(Stored data entries)

use std::collections::BTreeSet;

use mvnad::{Result, Scalar};

use super::{pivot_sqrt, CholeskyFactor, Ordering};
use crate::matrix::{DenseMatrix, SparseSymmetric};

/// Sparse Cholesky factor with a fill-reducing permutation:
/// `Pᵗ·L·Lᵗ·P = A`, where `(P·r)[new] = r[perm[new]]`.
///
/// `L` is stored by columns; each column starts with its diagonal entry,
/// followed by the strictly-lower rows in ascending order.
#[derive(Clone, Debug)]
pub struct SparseCholesky<T> {
    n: usize,
    perm: Vec<usize>,
    pinv: Vec<usize>,
    col_ptr: Vec<usize>,
    row_idx: Vec<usize>,
    values: Vec<T>,
}

impl<T: Scalar> SparseCholesky<T> {
    /// Factor with the default (AMD) ordering.
    pub fn factor(a: &SparseSymmetric<T>) -> Result<Self> {
        Self::factor_with(a, Ordering::default())
    }

    /// Factor a symmetric positive-definite matrix, reading its lower triangle.
    ///
    /// # Errors
    ///
    /// [`Error::NonPositiveDefinite`](mvnad::Error::NonPositiveDefinite) at
    /// the first pivot (in permuted order) that is not strictly positive.
    pub fn factor_with(a: &SparseSymmetric<T>, ordering: Ordering) -> Result<Self> {
        let n = a.dim();
        let perm = ordering.permutation(n, a.lower_entries().map(|(r, c, _)| (r, c)));
        let mut pinv = vec![0usize; n];
        for (new, &old) in perm.iter().enumerate() {
            pinv[old] = new;
        }

        // Lower triangle of C = P·A·Pᵗ, by columns.
        let mut c_cols: Vec<Vec<(usize, T)>> = vec![Vec::new(); n];
        for (r, c, v) in a.lower_entries() {
            let (pr, pc) = (pinv[r], pinv[c]);
            c_cols[pr.min(pc)].push((pr.max(pc), v));
        }
        for col in &mut c_cols {
            col.sort_by_key(|&(r, _)| r);
        }

        let (col_ptr, row_idx) = symbolic(&c_cols);
        let values = numeric(&c_cols, &col_ptr, &row_idx)?;

        log::debug!(
            "sparse cholesky: n={n}, nnz(lower A)={}, nnz(L)={}, ordering={ordering:?}",
            c_cols.iter().map(Vec::len).sum::<usize>(),
            row_idx.len()
        );

        Ok(SparseCholesky {
            n,
            perm,
            pinv,
            col_ptr,
            row_idx,
            values,
        })
    }

    /// Number of stored entries of `L`.
    pub fn nnz(&self) -> usize {
        self.values.len()
    }

    #[inline]
    fn diag(&self, j: usize) -> T {
        self.values[self.col_ptr[j]]
    }

    /// Strictly-lower entries of column `j`.
    #[inline]
    fn below(&self, j: usize) -> impl Iterator<Item = (usize, T)> + '_ {
        let range = (self.col_ptr[j] + 1)..self.col_ptr[j + 1];
        self.row_idx[range.clone()]
            .iter()
            .copied()
            .zip(self.values[range].iter().copied())
    }

    fn permute(&self, r: &[T]) -> Vec<T> {
        debug_assert_eq!(r.len(), self.n);
        self.perm.iter().map(|&old| r[old]).collect()
    }

    /// Full solve `A·x = b`: `x = Pᵗ·L⁻ᵗ·L⁻¹·P·b`.
    pub fn solve(&self, b: &[T]) -> Vec<T> {
        let mut w = self.solve_lower(b);
        for j in (0..self.n).rev() {
            let mut s = w[j];
            for (i, lij) in self.below(j) {
                s -= lij * w[i];
            }
            w[j] = s / self.diag(j);
        }
        let mut x = w.clone();
        for (new, &old) in self.perm.iter().enumerate() {
            x[old] = w[new];
        }
        x
    }

    /// `Pᵗ·L·Lᵗ·P` as a dense matrix, in the original ordering.
    pub fn reconstruct(&self) -> DenseMatrix<T> {
        let n = self.n;
        let zero = T::lit(0.0);
        let mut l = vec![zero; n * n];
        for j in 0..n {
            l[j + j * n] = self.diag(j);
            for (i, v) in self.below(j) {
                l[i + j * n] = v;
            }
        }
        DenseMatrix::from_fn(n, n, |i, j| {
            let (pi, pj) = (self.pinv[i], self.pinv[j]);
            let mut s = zero;
            for p in 0..=pi.min(pj) {
                s += l[pi + p * n] * l[pj + p * n];
            }
            s
        })
    }
}

impl<T: Scalar> CholeskyFactor<T> for SparseCholesky<T> {
    fn dim(&self) -> usize {
        self.n
    }

    fn sum_log_diag(&self) -> T {
        let mut s = T::lit(0.0);
        for j in 0..self.n {
            s += self.diag(j).ln();
        }
        s
    }

    fn solve_lower(&self, r: &[T]) -> Vec<T> {
        let mut w = self.permute(r);
        for j in 0..self.n {
            w[j] /= self.diag(j);
            let wj = w[j];
            for (i, lij) in self.below(j) {
                w[i] -= lij * wj;
            }
        }
        w
    }

    fn mul_lower_transpose(&self, r: &[T]) -> Vec<T> {
        let y = self.permute(r);
        (0..self.n)
            .map(|j| {
                let mut s = self.diag(j) * y[j];
                for (i, lij) in self.below(j) {
                    s += lij * y[i];
                }
                s
            })
            .collect()
    }

    fn permutation(&self) -> Option<&[usize]> {
        Some(&self.perm)
    }
}

/// Column structure of `L` from the elimination tree: the pattern of column
/// `j` is the strictly-lower pattern of `C[:, j]` merged with the patterns of
/// its children, minus `j` itself.
fn symbolic<T>(c_cols: &[Vec<(usize, T)>]) -> (Vec<usize>, Vec<usize>) {
    let n = c_cols.len();
    let mut children: Vec<Vec<usize>> = vec![Vec::new(); n];
    let mut patterns: Vec<BTreeSet<usize>> = Vec::with_capacity(n);

    for j in 0..n {
        let mut pattern: BTreeSet<usize> =
            c_cols[j].iter().map(|&(r, _)| r).filter(|&r| r > j).collect();
        for &child in &children[j] {
            pattern.extend(patterns[child].iter().copied().filter(|&r| r > j));
        }
        if let Some(&parent) = pattern.first() {
            children[parent].push(j);
        }
        patterns.push(pattern);
    }

    let mut col_ptr = Vec::with_capacity(n + 1);
    let mut row_idx = Vec::new();
    col_ptr.push(0);
    for (j, pattern) in patterns.into_iter().enumerate() {
        row_idx.push(j);
        row_idx.extend(pattern);
        col_ptr.push(row_idx.len());
    }
    (col_ptr, row_idx)
}

/// Left-looking numeric factorization over the symbolic structure.
fn numeric<T: Scalar>(
    c_cols: &[Vec<(usize, T)>],
    col_ptr: &[usize],
    row_idx: &[usize],
) -> Result<Vec<T>> {
    let n = c_cols.len();
    let zero = T::lit(0.0);

    // rows[j] lists (k, position of L[j][k]) for every k < j with L[j][k] in the structure.
    let mut rows: Vec<Vec<(usize, usize)>> = vec![Vec::new(); n];
    for k in 0..n {
        for p in (col_ptr[k] + 1)..col_ptr[k + 1] {
            rows[row_idx[p]].push((k, p));
        }
    }

    let mut values = vec![zero; row_idx.len()];
    let mut x = vec![zero; n];
    for j in 0..n {
        for &(r, v) in &c_cols[j] {
            x[r] = v;
        }

        // x -= L[j:, k] · L[j][k] for every earlier column touching row j.
        for &(k, pos_jk) in &rows[j] {
            let ljk = values[pos_jk];
            for p in pos_jk..col_ptr[k + 1] {
                let i = row_idx[p];
                x[i] -= values[p] * ljk;
            }
        }

        let ljj = pivot_sqrt(x[j], j)?;
        let start = col_ptr[j];
        values[start] = ljj;
        x[j] = zero;
        for p in (start + 1)..col_ptr[j + 1] {
            let i = row_idx[p];
            values[p] = x[i] / ljj;
            x[i] = zero;
        }
    }
    Ok(values)
}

Work task: Exactly reproduce the entries in their entirety.

Your response:
use std::collections::BTreeSet;

use mvnad::{Result, Scalar};

use super::{pivot_sqrt, CholeskyFactor, Ordering};
use crate::matrix::{DenseMatrix, SparseSymmetric};

/// Sparse Cholesky factor with a fill-reducing permutation:
/// `Pᵗ·L·Lᵗ·P = A`, where `(P·r)[new] = r[perm[new]]`.
///
/// `L` is stored by columns; each column starts with its diagonal entry,
/// followed by the strictly-lower rows in ascending order.
#[derive(Clone, Debug)]
pub struct SparseCholesky<T> {
    n: usize,
    perm: Vec<usize>,
    pinv: Vec<usize>,
    col_ptr: Vec<usize>,
    row_idx: Vec<usize>,
    values: Vec<T>,
}

impl<T: Scalar> SparseCholesky<T> {
    /// Factor with the default (AMD) ordering.
    pub fn factor(a: &SparseSymmetric<T>) -> Result<Self> {
        Self::factor_with(a, Ordering::default())
    }

    /// Factor a symmetric positive-definite matrix, reading its lower triangle.
    ///
    /// # Errors
    ///
    /// [`Error::NonPositiveDefinite`](mvnad::Error::NonPositiveDefinite) at
    /// the first pivot (in permuted order) that is not strictly positive.
    pub fn factor_with(a: &SparseSymmetric<T>, ordering: Ordering) -> Result<Self> {
        let n = a.dim();
        let perm = ordering.permutation(n, a.lower_entries().map(|(r, c, _)| (r, c)));
        let mut pinv = vec![0usize; n];
        for (new, &old) in perm.iter().enumerate() {
            pinv[old] = new;
        }

        // Lower triangle of C = P·A·Pᵗ, by columns.
        let mut c_cols: Vec<Vec<(usize, T)>> = vec![Vec::new(); n];
        for (r, c, v) in a.lower_entries() {
            let (pr, pc) = (pinv[r], pinv[c]);
            c_cols[pr.min(pc)].push((pr.max(pc), v));
        }
        for col in &mut c_cols {
            col.sort_by_key(|&(r, _)| r);
        }

        let (col_ptr, row_idx) = symbolic(&c_cols);
        let values = numeric(&c_cols, &col_ptr, &row_idx)?;

        log::debug!(
            "sparse cholesky: n={n}, nnz(lower A)={}, nnz(L)={}, ordering={ordering:?}",
            c_cols.iter().map(Vec::len).sum::<usize>(),
            row_idx.len()
        );

        Ok(SparseCholesky {
            n,
            perm,
            pinv,
            col_ptr,
            row_idx,
            values,
        })
    }

    /// Number of stored entries of `L`.
    pub fn nnz(&self) -> usize {
        self.values.len()
    }

    #[inline]
    fn diag(&self, j: usize) -> T {
        self.values[self.col_ptr[j]]
    }

    /// Strictly-lower entries of column `j`.
    #[inline]
    fn below(&self, j: usize) -> impl Iterator<Item = (usize, T)> + '_ {
        let range = (self.col_ptr[j] + 1)..self.col_ptr[j + 1];
        self.row_idx[range.clone()]
            .iter()
            .copied()
            .zip(self.values[range].iter().copied())
    }

    fn permute(&self, r: &[T]) -> Vec<T> {
        debug_assert_eq!(r.len(), self.n);
        self.perm.iter().map(|&old| r[old]).collect()
    }

    /// Full solve `A·x = b`: `x = Pᵗ·L⁻ᵗ·L⁻¹·P·b`.
    pub fn solve(&self, b: &[T]) -> Vec<T> {
        let mut w = self.solve_lower(b);
        for j in (0..self.n).rev() {
            let mut s = w[j];
            for (i, lij) in self.below(j) {
                s -= lij * w[i];
            }
            w[j] = s / self.diag(j);
        }
        let mut x = w.clone();
        for (new, &old) in self.perm.iter().enumerate() {
            x[old] = w[new];
        }
        x
    }

    /// `Pᵗ·L·Lᵗ·P` as a dense matrix, in the original ordering.
    pub fn reconstruct(&self) -> DenseMatrix<T> {
        let n = self.n;
        let zero = T::lit(0.0);
        let mut l = vec![zero; n * n];
        for j in 0..n {
            l[j + j * n] = self.diag(j);
            for (i, v) in self.below(j) {
                l[i + j * n] = v;
            }
        }
        DenseMatrix::from_fn(n, n, |i, j| {
            let (pi, pj) = (self.pinv[i], self.pinv[j]);
            let mut s = zero;
            for p in 0..=pi.min(pj) {
                s += l[pi + p * n] * l[pj + p * n];
            }
            s
        })
    }
}

impl<T: Scalar> CholeskyFactor<T> for SparseCholesky<T> {
    fn dim(&self) -> usize {
        self.n
    }

    fn sum_log_diag(&self) -> T {
        let mut s = T::lit(0.0);
        for j in 0..self.n {
            s += self.diag(j).ln();
        }
        s
    }

    fn solve_lower(&self, r: &[T]) -> Vec<T> {
        let mut w = self.permute(r);
        for j in 0..self.n {
            w[j] /= self.diag(j);
            let wj = w[j];
            for (i, lij) in self.below(j) {
                w[i] -= lij * wj;
            }
        }
        w
    }

    fn mul_lower_transpose(&self, r: &[T]) -> Vec<T> {
        let y = self.permute(r);
        (0..self.n)
            .map(|j| {
                let mut s = self.diag(j) * y[j];
                for (i, lij) in self.below(j) {
                    s += lij * y[i];
                }
                s
            })
            .collect()
    }

    fn permutation(&self) -> Option<&[usize]> {
        Some(&self.perm)
    }
}

/// Column structure of `L` from the elimination tree: the pattern of column
/// `j` is the strictly-lower pattern of `C[:, j]` merged with the patterns of
/// its children, minus `j` itself.
fn symbolic<T>(c_cols: &[Vec<(usize, T)>]) -> (Vec<usize>, Vec<usize>) {
    let n = c_cols.len();
    let mut children: Vec<Vec<usize>> = vec![Vec::new(); n];
    let mut patterns: Vec<BTreeSet<usize>> = Vec::with_capacity(n);

    for j in 0..n {
        let mut pattern: BTreeSet<usize> =
            c_cols[j].iter().map(|&(r, _)| r).filter(|&r| r > j).collect();
        for &child in &children[j] {
            pattern.extend(patterns[child].iter().copied().filter(|&r| r > j));
        }
        if let Some(&parent) = pattern.first() {
            children[parent].push(j);
        }
        patterns.push(pattern);
    }

    let mut col_ptr = Vec::with_capacity(n + 1);
    let mut row_idx = Vec::new();
    col_ptr.push(0);
    for (j, pattern) in patterns.into_iter().enumerate() {
        row_idx.push(j);
        row_idx.extend(pattern);
        col_ptr.push(row_idx.len());
    }
    (col_ptr, row_idx)
}

/// Left-looking numeric factorization over the symbolic structure.
fn numeric<T: Scalar>(
    c_cols: &[Vec<(usize, T)>],
    col_ptr: &[usize],
    row_idx: &[usize],
) -> Result<Vec<T>> {
    let n = c_cols.len();
    let zero = T::lit(0.0);

    // rows[j] lists (k, position of L[j][k]) for every k < j with L[j][k] in the structure.
    let mut rows: Vec<Vec<(usize, usize)>> = vec![Vec::new(); n];
    for k in 0..n {
        for p in (col_ptr[k] + 1)..col_ptr[k + 1] {
            rows[row_idx[p]].push((k, p));
        }
    }

    let mut values = vec![zero; row_idx.len()];
    let mut x = vec![zero; n];
    for j in 0..n {
        for &(r, v) in &c_cols[j] {
            x[r] = v;
        }

        // x -= L[j:, k] · L[j][k] for every earlier column touching row j.
        for &(k, pos_jk) in &rows[j] {
            let ljk = values[pos_jk];
            for p in pos_jk..col_ptr[k + 1] {
                let i = row_idx[p];
                x[i] -= values[p] * ljk;
            }
        }

        let ljj = pivot_sqrt(x[j], j)?;
        let start = col_ptr[j];
        values[start] = ljj;
        x[j] = zero;
        for p in (start + 1)..col_ptr[j + 1] {
            let i = row_idx[p];
            values[p] = x[i] / ljj;
            x[i] = zero;
        }
    }
    Ok(values)
}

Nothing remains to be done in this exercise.